SOLVED How to over-provision NVMe disks?

dxun · Nov 13, 2022

What is a good way to resize NVMe drives that don't support namespaces (such as consumer SSDs or Optane)?

Up until TrueNAS 12-U5, only SAS/SATA drives were supported by disk_resize and now, NVMe drives are supported but only if the support multiple namespaces (the disk_resize is basically wrapping nvmecontrol).

Is there a trick to over-provision NVMe drives with single namespace support? The only other approach I can think of is assuming creating smaller partitions with gpart is enough to signal the controller space is unused even if it is technically allocated.

nabsltd · Nov 16, 2022

You need to look more closely at your use case. In other words, why do you think you need more spare area on the NVMe drive? If you think the drive you have isn't up to your endurance needs, then it's unlikely that manual over-provisioning will help as much as just buying a more robust drive (or larger drive with the same endurance per space spec).

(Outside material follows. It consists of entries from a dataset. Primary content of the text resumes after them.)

//! # Feature: Follow-up Tracker
//!
//! Per-user acknowledgement state after a reminder is delivered. While a user
//! is awaiting reply, escalating nudges are sent on a fixed schedule; the first
//! message from the user (or the last nudge) closes the loop.
//!
//! Each user's state sits behind its own async mutex. Arming, every escalation
//! check and every inbound reply take that lock, so a nudge can never slip in
//! between a reply being read and the state being cleared. Different users
//! never share a lock.
//!
//! State is in-memory only and does not survive a restart.
//!
//! - **Version**: 1.0.0
//! - **Since**: 1.0.0

use dashmap::DashMap;
use log::{debug, info, warn};
use std::sync::Arc;
use std::time::Duration;
use tokio::sync::Mutex;
use tokio::time::{sleep_until, Instant};

use crate::core::UserId;
use crate::gateway::MessageGateway;

const NUDGE_MESSAGES: [&str; 2] = [
    "Hey, how did it go? All done?",
    "It's gone quiet... hope everything's alright?",
];
const FINAL_MESSAGE: &str = "Alright, I'll count this one as done ☑️ (no reply received)";
const CLOSING_MESSAGE: &str = "✅ Great! I'll count this one as done.";

/// Where a user sits in the acknowledgement loop
#[derive(Debug, Clone, Copy, PartialEq, Eq)]
pub enum AckPhase {
    Idle,
    AwaitingReply,
}

/// A single follow-up nudge, relative to the moment the tracker was armed
#[derive(Debug, Clone, PartialEq, Eq)]
pub struct EscalationStep {
    pub delay: Duration,
    pub message: String,
}

/// Ordered escalation steps plus the reply used when the user acknowledges
#[derive(Debug, Clone)]
pub struct EscalationPolicy {
    steps: Vec<EscalationStep>,
    closing_message: String,
}

impl EscalationPolicy {
    /// Build a policy from explicit steps
    ///
    /// Returns `None` when `steps` is empty: without a final step nothing would
    /// ever return the user to `Idle`.
    pub fn new(steps: Vec<EscalationStep>, closing_message: impl Into<String>) -> Option<Self> {
        if steps.is_empty() {
            return None;
        }
        Some(Self {
            steps,
            closing_message: closing_message.into(),
        })
    }

    /// Standard wording with custom delays (in minutes)
    ///
    /// Earlier steps cycle through the nudge messages, the last step always
    /// gets the closing-the-loop message.
    pub fn from_minutes(minutes: &[u64]) -> Option<Self> {
        Self::from_delays(minutes.iter().map(|m| Duration::from_secs(m * 60)))
    }

    pub(crate) fn from_delays(delays: impl IntoIterator<Item = Duration>) -> Option<Self> {
        let delays: Vec<Duration> = delays.into_iter().collect();
        let last = delays.len().checked_sub(1)?;
        let steps = delays
            .into_iter()
            .enumerate()
            .map(|(index, delay)| EscalationStep {
                delay,
                message: if index == last {
                    FINAL_MESSAGE.to_string()
                } else {
                    NUDGE_MESSAGES[index % NUDGE_MESSAGES.len()].to_string()
                },
            })
            .collect();
        Self::new(steps, CLOSING_MESSAGE)
    }

    pub fn steps(&self) -> &[EscalationStep] {
        &self.steps
    }

    pub fn closing_message(&self) -> &str {
        &self.closing_message
    }
}

impl Default for EscalationPolicy {
    /// +7, +25 and +60 minutes
    fn default() -> Self {
        Self {
            steps: vec![
                EscalationStep {
                    delay: Duration::from_secs(7 * 60),
                    message: NUDGE_MESSAGES[0].to_string(),
                },
                EscalationStep {
                    delay: Duration::from_secs(25 * 60),
                    message: NUDGE_MESSAGES[1].to_string(),
                },
                EscalationStep {
                    delay: Duration::from_secs(60 * 60),
                    message: FINAL_MESSAGE.to_string(),
                },
            ],
            closing_message: CLOSING_MESSAGE.to_string(),
        }
    }
}

/// Acknowledgement state for one user
#[derive(Debug, Clone, Default, PartialEq, Eq)]
pub struct AckState {
    /// Text of the reminder the user is being nudged about
    pub last_prompt: String,
    /// True while awaiting a reply or mid-escalation
    pub active: bool,
    /// Bumped on every arm; escalations only act for the generation that spawned them
    generation: u64,
}

impl AckState {
    pub fn phase(&self) -> AckPhase {
        if self.active {
            AckPhase::AwaitingReply
        } else {
            AckPhase::Idle
        }
    }
}

type StateSlot = Arc<Mutex<AckState>>;

/// Acknowledgement state machine for all users
pub struct FollowUpTracker {
    states: DashMap<UserId, StateSlot>,
    policy: EscalationPolicy,
    gateway: Arc<dyn MessageGateway>,
}

impl FollowUpTracker {
    pub fn new(gateway: Arc<dyn MessageGateway>, policy: EscalationPolicy) -> Self {
        Self {
            states: DashMap::new(),
            policy,
            gateway,
        }
    }

    pub fn policy(&self) -> &EscalationPolicy {
        &self.policy
    }

    /// Get or create the state slot for a user.
    /// The DashMap guard is released before returning so it is never held across an await.
    fn slot(&self, user_id: UserId) -> StateSlot {
        self.states.entry(user_id).or_default().value().clone()
    }

    fn existing_slot(&self, user_id: UserId) -> Option<StateSlot> {
        self.states.get(&user_id).map(|entry| entry.value().clone())
    }

    /// Start awaiting a reply about `prompt` and schedule the escalation steps
    pub async fn arm(&self, user_id: UserId, prompt: &str) {
        let armed_at = Instant::now();
        let slot = self.slot(user_id);

        let generation = {
            let mut state = slot.lock().await;
            state.generation += 1;
            state.active = true;
            state.last_prompt = prompt.to_string();
            state.generation
        };

        info!(
            "🔔 Awaiting reply from user {user_id} about \"{prompt}\" ({} follow-ups armed)",
            self.policy.steps.len()
        );

        let last = self.policy.steps.len() - 1;
        for (index, step) in self.policy.steps.iter().enumerate() {
            let slot = slot.clone();
            let gateway = self.gateway.clone();
            let step = step.clone();
            let is_final = index == last;

            tokio::spawn(async move {
                sleep_until(armed_at + step.delay).await;
                escalate(slot, gateway, user_id, generation, &step, is_final).await;
            });
        }
    }

    /// Feed an inbound user message to the state machine
    ///
    /// Returns the closing acknowledgement when the message was consumed as a
    /// reply to a reminder; `None` means the message should be handled normally.
    pub async fn on_user_message(&self, user_id: UserId) -> Option<String> {
        let slot = self.existing_slot(user_id)?;
        let mut state = slot.lock().await;

        if !state.active {
            return None;
        }

        state.active = false;
        info!(
            "✅ User {user_id} acknowledged \"{}\"",
            state.last_prompt
        );
        Some(self.policy.closing_message.clone())
    }

    pub async fn phase(&self, user_id: UserId) -> AckPhase {
        match self.existing_slot(user_id) {
            Some(slot) => slot.lock().await.phase(),
            None => AckPhase::Idle,
        }
    }

    pub async fn snapshot(&self, user_id: UserId) -> Option<AckState> {
        let slot = self.existing_slot(user_id)?;
        let state = slot.lock().await;
        Some(state.clone())
    }
}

Drive manufacturers that spec different endurance based on merely changing the over-provisioning can do this because they know the controller chip is aware of the spare percentage, and know the real endurance of the flash chips. So, a drive that currently has 1 DWPD with some undeclared spare flash quantity might need you to use only 50% of the drive to get to 2 DWPD, while the same drive with only 20% extra spare flash that is known to the controller could get to 3 DWPD.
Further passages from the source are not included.